Some objects in the show may be familiar to us, even quotidian, depending how plugged in we are: Alexa, the iPhone, a Nest thermostat. Others we might have read about online — a robotic stuffed seal that can cuddle you to sleep, a robot named Brett that can fold laundry (slowly), a prototype of a self-driving car that talks to passengers while it drives. Other objects may be entirely disconnected from our daily realities: a cryopreservation unit, for instance, a coffin-like pod that can store recently deceased people’s bodies in liquid nitrogen at minus 320 degrees. (One day, some believe, technology will exist that can reawaken them from death.)

The exhibition’s co-curator, Rory Hyde, said he wasn’t sure the museum could have done the show five years ago, when digitization seemed to sound the death knell for physical objects.

“But objects are relevant again,” he said, “when you think about the self-driving car, or Facebook’s aircraft. Even the tech companies are moving back into physical engineering.”

Mariana Pestana, the show’s other co-curator, said: “Objects have this incredible capacity to embody visions.
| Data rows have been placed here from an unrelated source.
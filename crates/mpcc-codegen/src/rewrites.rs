//! §4.4–§4.6: uminus removal, equality rewrite, and redefinition renaming.
//! Grounded on `ASTmanipulations.py`'s `rewrite_uminus`/`rewrite_eq`/
//! `change_reused_var_names`.

use std::collections::HashMap;

use mpcc_ast::{BinOp, Expr, ExprKind, Program, Stmt, StmtKind};

fn take(e: &mut Expr) -> Expr {
    std::mem::replace(e, Expr::synthetic(ExprKind::Number(0)))
}

/// `x = -y;` becomes `x = 0 - y;`, recursively, everywhere.
pub fn remove_uminus(prog: &mut Program) {
    for func in &mut prog.functions {
        for stmt in &mut func.body.stmts {
            if let StmtKind::Assign { expr, .. } = &mut stmt.kind {
                let old = take(expr);
                *expr = remove_uminus_expr(old);
            }
        }
        if !func.is_main() {
            if let Some(tail) = &mut func.body.tail {
                let old = take(tail);
                *tail = remove_uminus_expr(old);
            }
        }
    }
}

fn remove_uminus_expr(expr: Expr) -> Expr {
    let line = expr.line;
    match expr.kind {
        ExprKind::Number(_) | ExprKind::Boolean(_) | ExprKind::Identifier(_) => expr,
        ExprKind::Not(mut sub) => {
            *sub = remove_uminus_expr(take(&mut sub));
            ExprKind::Not(sub).at(line)
        }
        ExprKind::Leak(mut sub) => {
            *sub = remove_uminus_expr(take(&mut sub));
            ExprKind::Leak(sub).at(line)
        }
        ExprKind::Binop(op, mut l, mut r) => {
            *l = remove_uminus_expr(take(&mut l));
            *r = remove_uminus_expr(take(&mut r));
            ExprKind::Binop(op, l, r).at(line)
        }
        ExprKind::If(mut c, mut t, mut e) => {
            *c = remove_uminus_expr(take(&mut c));
            *t = remove_uminus_expr(take(&mut t));
            *e = remove_uminus_expr(take(&mut e));
            ExprKind::If(c, t, e).at(line)
        }
        ExprKind::FuncCall(name, args) => {
            let args = args.into_iter().map(remove_uminus_expr).collect();
            ExprKind::FuncCall(name, args).at(line)
        }
        ExprKind::Uminus(mut sub) => {
            *sub = remove_uminus_expr(take(&mut sub));
            ExprKind::Binop(BinOp::Sub, Box::new(ExprKind::Number(0).at(line)), sub).at(line)
        }
        ExprKind::IfResultId(_) | ExprKind::Seq(..) => {
            unreachable!("uminus removal runs before if-lowering introduces these")
        }
    }
}

/// `a == b` becomes `!(a != b)`.
pub fn rewrite_eq(prog: &mut Program) {
    for func in &mut prog.functions {
        for stmt in &mut func.body.stmts {
            if let StmtKind::Assign { expr, .. } = &mut stmt.kind {
                let old = take(expr);
                *expr = rewrite_eq_expr(old);
            }
        }
        if !func.is_main() {
            if let Some(tail) = &mut func.body.tail {
                let old = take(tail);
                *tail = rewrite_eq_expr(old);
            }
        }
    }
}

fn rewrite_eq_expr(expr: Expr) -> Expr {
    let line = expr.line;
    match expr.kind {
        ExprKind::Number(_) | ExprKind::Boolean(_) | ExprKind::Identifier(_) => expr,
        ExprKind::Not(mut sub) => {
            *sub = rewrite_eq_expr(take(&mut sub));
            ExprKind::Not(sub).at(line)
        }
        ExprKind::Leak(mut sub) => {
            *sub = rewrite_eq_expr(take(&mut sub));
            ExprKind::Leak(sub).at(line)
        }
        ExprKind::FuncCall(name, args) => {
            let args = args.into_iter().map(rewrite_eq_expr).collect();
            ExprKind::FuncCall(name, args).at(line)
        }
        ExprKind::If(mut c, mut t, mut e) => {
            *c = rewrite_eq_expr(take(&mut c));
            *t = rewrite_eq_expr(take(&mut t));
            *e = rewrite_eq_expr(take(&mut e));
            ExprKind::If(c, t, e).at(line)
        }
        ExprKind::Binop(op, mut l, mut r) => {
            *l = rewrite_eq_expr(take(&mut l));
            *r = rewrite_eq_expr(take(&mut r));
            if op == BinOp::Eq {
                let neq = ExprKind::Binop(BinOp::Neq, l, r).at(line);
                ExprKind::Not(Box::new(neq)).at(line)
            } else {
                ExprKind::Binop(op, l, r).at(line)
            }
        }
        ExprKind::Uminus(_) => unreachable!("uminus removal runs before this pass"),
        ExprKind::IfResultId(_) | ExprKind::Seq(..) => {
            unreachable!("equality rewrite runs before if-lowering introduces these")
        }
    }
}

/// §4.6: renames a variable on redefinition to a fresh `_v_<k>` name, so
/// every assignment target in a function body is unique.
pub struct RedefRenamer {
    counter: u32,
}

impl RedefRenamer {
    pub fn new() -> Self {
        RedefRenamer { counter: 1 }
    }

    pub fn rename_redefinitions(&mut self, prog: &mut Program) {
        for func in &mut prog.functions {
            let mut current_name: HashMap<String, String> = HashMap::new();
            if func.is_main() {
                for stmt in &func.body.stmts {
                    if let StmtKind::Input { var, .. } = &stmt.kind {
                        current_name.insert(var.clone(), var.clone());
                    }
                }
            }
            for param in &func.params {
                current_name.insert(param.clone(), param.clone());
            }
            for stmt in &mut func.body.stmts {
                self.rename_stmt(stmt, &mut current_name);
            }
            if !func.is_main() {
                if let Some(tail) = &mut func.body.tail {
                    rename_refs(tail, &current_name);
                }
            }
        }
    }

    fn rename_stmt(&mut self, stmt: &mut Stmt, current_name: &mut HashMap<String, String>) {
        match &mut stmt.kind {
            StmtKind::Input { var, .. } => {
                current_name.insert(var.clone(), var.clone());
            }
            StmtKind::Output { value, .. } => {
                rename_refs(value, current_name);
            }
            StmtKind::Assign { var, expr, .. } => {
                rename_refs(expr, current_name);
                if current_name.contains_key(var) {
                    let fresh = format!("_{var}_{}", self.counter);
                    self.counter += 1;
                    current_name.insert(var.clone(), fresh.clone());
                    *var = fresh;
                } else {
                    current_name.insert(var.clone(), var.clone());
                }
            }
            StmtKind::JumpIfFalse { .. } | StmtKind::Jump { .. } | StmtKind::ProgramPoint(_) => {
                unreachable!("redefinition renaming runs before if-lowering")
            }
        }
    }
}

impl Default for RedefRenamer {
    fn default() -> Self {
        Self::new()
    }
}

fn rename_refs(expr: &mut Expr, current_name: &HashMap<String, String>) {
    match &mut expr.kind {
        ExprKind::Identifier(name) => {
            if let Some(latest) = current_name.get(name) {
                *name = latest.clone();
            }
        }
        ExprKind::Number(_) | ExprKind::Boolean(_) | ExprKind::IfResultId(_) => {}
        ExprKind::Not(sub) | ExprKind::Leak(sub) | ExprKind::Uminus(sub) => {
            rename_refs(sub, current_name)
        }
        ExprKind::Binop(_, l, r) => {
            rename_refs(l, current_name);
            rename_refs(r, current_name);
        }
        ExprKind::If(c, t, e) => {
            rename_refs(c, current_name);
            rename_refs(t, current_name);
            rename_refs(e, current_name);
        }
        ExprKind::FuncCall(_, args) => {
            for arg in args {
                rename_refs(arg, current_name);
            }
        }
        ExprKind::Seq(..) => unreachable!("redefinition renaming runs before if-lowering"),
    }
}

#[cfg(test)]
mod tests {
    use super::*;
    use mpcc_ast::{Function, FunctionBody};

    #[test]
    fn uminus_becomes_zero_minus_subexpr() {
        let mut prog = Program::new(vec![Function::new(
            "main",
            vec![],
            FunctionBody::new(
                vec![Stmt::assign("y", ExprKind::Uminus(Box::new(Expr::ident("x", None))).synthetic(), None)],
                None,
            ),
            None,
        )]);
        remove_uminus(&mut prog);
        let StmtKind::Assign { expr, .. } = &prog.main().body.stmts[0].kind else { panic!() };
        match &expr.kind {
            ExprKind::Binop(BinOp::Sub, l, r) => {
                assert!(matches!(l.kind, ExprKind::Number(0)));
                assert!(matches!(r.kind, ExprKind::Identifier(_)));
            }
            other => panic!("expected Binop(Sub, 0, x), got {other:?}"),
        }
    }

    #[test]
    fn equality_becomes_negated_inequality() {
        let mut prog = Program::new(vec![Function::new(
            "main",
            vec![],
            FunctionBody::new(
                vec![Stmt::assign(
                    "y",
                    ExprKind::Binop(BinOp::Eq, Box::new(Expr::number(1)), Box::new(Expr::number(2))).synthetic(),
                    None,
                )],
                None,
            ),
            None,
        )]);
        rewrite_eq(&mut prog);
        let StmtKind::Assign { expr, .. } = &prog.main().body.stmts[0].kind else { panic!() };
        match &expr.kind {
            ExprKind::Not(inner) => assert!(matches!(inner.kind, ExprKind::Binop(BinOp::Neq, _, _))),
            other => panic!("expected Not(Binop(Neq, ..)), got {other:?}"),
        }
    }

    #[test]
    fn redefinition_gets_a_fresh_name() {
        let mut prog = Program::new(vec![Function::new(
            "main",
            vec![],
            FunctionBody::new(
                vec![
                    Stmt::assign("x", Expr::number(1), None),
                    Stmt::assign("x", Expr::number(2), None),
                    Stmt::assign("y", Expr::ident("x", None), None),
                ],
                None,
            ),
            None,
        )]);
        RedefRenamer::new().rename_redefinitions(&mut prog);
        let stmts = &prog.main().body.stmts;
        let StmtKind::Assign { var, .. } = &stmts[1].kind else { panic!() };
        assert_eq!(var, "_x_1");
        let StmtKind::Assign { expr, .. } = &stmts[2].kind else { panic!() };
        assert!(matches!(&expr.kind, ExprKind::Identifier(n) if n == "_x_1"));
    }

    #[test]
    fn input_names_are_preseeded_and_never_renamed() {
        let mut prog = Program::new(vec![Function::new(
            "main",
            vec![],
            FunctionBody::new(
                vec![Stmt::new(
                    StmtKind::Input { var: "x".into(), provider: 1, ty: mpcc_ast::Type::Num },
                    None,
                )],
                None,
            ),
            None,
        )]);
        RedefRenamer::new().rename_redefinitions(&mut prog);
        let StmtKind::Input { var, .. } = &prog.main().body.stmts[0].kind else { panic!() };
        assert_eq!(var, "x");
    }
}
We think of these objects as beginnings that open up a set of possibilities.” To walk into the show is to be confronted by big questions in all-caps text: “What Makes Us Human?” “Is Edward Snowden a Hero or a Traitor?” “We Are All Connected, but Do We Feel Lonely?” The wall text explores nightmare scenarios and seeks to maintain optimism, often at the same time. The questions present an alternative to tech evangelism and extreme pessimism, but sometimes as a framing device they can feel didactic.

The effect, though, is to make us realize how little we know the answers to these questions, and how uncertain we are about what the world will look like in five years, much less 50. The objects succeed in imbuing their own wonder and terror.

There are some historical objects in the show as well — an early home telephone and a celestial globe from around 1627 — that allow viewers to consider just how much and how rapidly society and the objects in it have changed. A scarf that reads “Votes for Women” reminds us that 2018 is the centennial of women’s right to vote in Britain.

“We’re now at the centenary of the first women’s vote in the U.K.,” Pestana said. “A hundred years ago this idea that women could vote was a radical idea, and not a plausible future. Nowadays it’s something of the norm, at least in the West, so we wanted to use this object to consider that some of the ideas in the show, even if they seem radical and implausible, maybe they’re not, maybe they can be the future.” Perhaps the most moving parts of the show are the artistic works, like July and Idrissa’s, that respond in some way to the too-much-ness of contemporary and future life. They’re interspersed throughout the show, among the objects themselves.

There are two of the well-known Chelsea Manning portraits by Heather Dewey-Hagborg, which the artist reconstructed using samples of Manning’s DNA and a 3D printer while Manning was in prison. There’s also a pair of photographs, taken by Hanif Shoaei, that document couples in bed. In one, they sit apart, their faces aglow with light of their phone screens. The scene is both otherworldly and familiar.

Almost easy to miss, tucked next to a splashy poster that reads, “Campaign to Stop Killer Robots,”is a stuffed panda. You might walk right past it, or take it for another version of the cuddle-you-to-sleep robot seal.

It’s actually part of Ai Weiwei and Jacob Appelbaum’s 2015 work “Panda to Panda.” The panda is stuffed with shredded government documents and a memory card containing information leaked by the former National Security Agency contractor Edward J. Snowden. A series of these pandas were sent to dissidents around the world, creating what Appelbaum called a “distributed backup” of the politically sensitive documents they had published. “Panda to Panda” is also an art piece about subverting state power, surveillance and secrets. This particular panda, the wall text notes, is on loan from Julian Assange.

“The safest place to put these things is in a museum, a gallery, where it’s protected as an object,” Appelbaum said, in a video about the piece.

And there it sits, an object among the other objects — simultaneously a piece of art, a thing, a part of history and a harbinger of possible futures.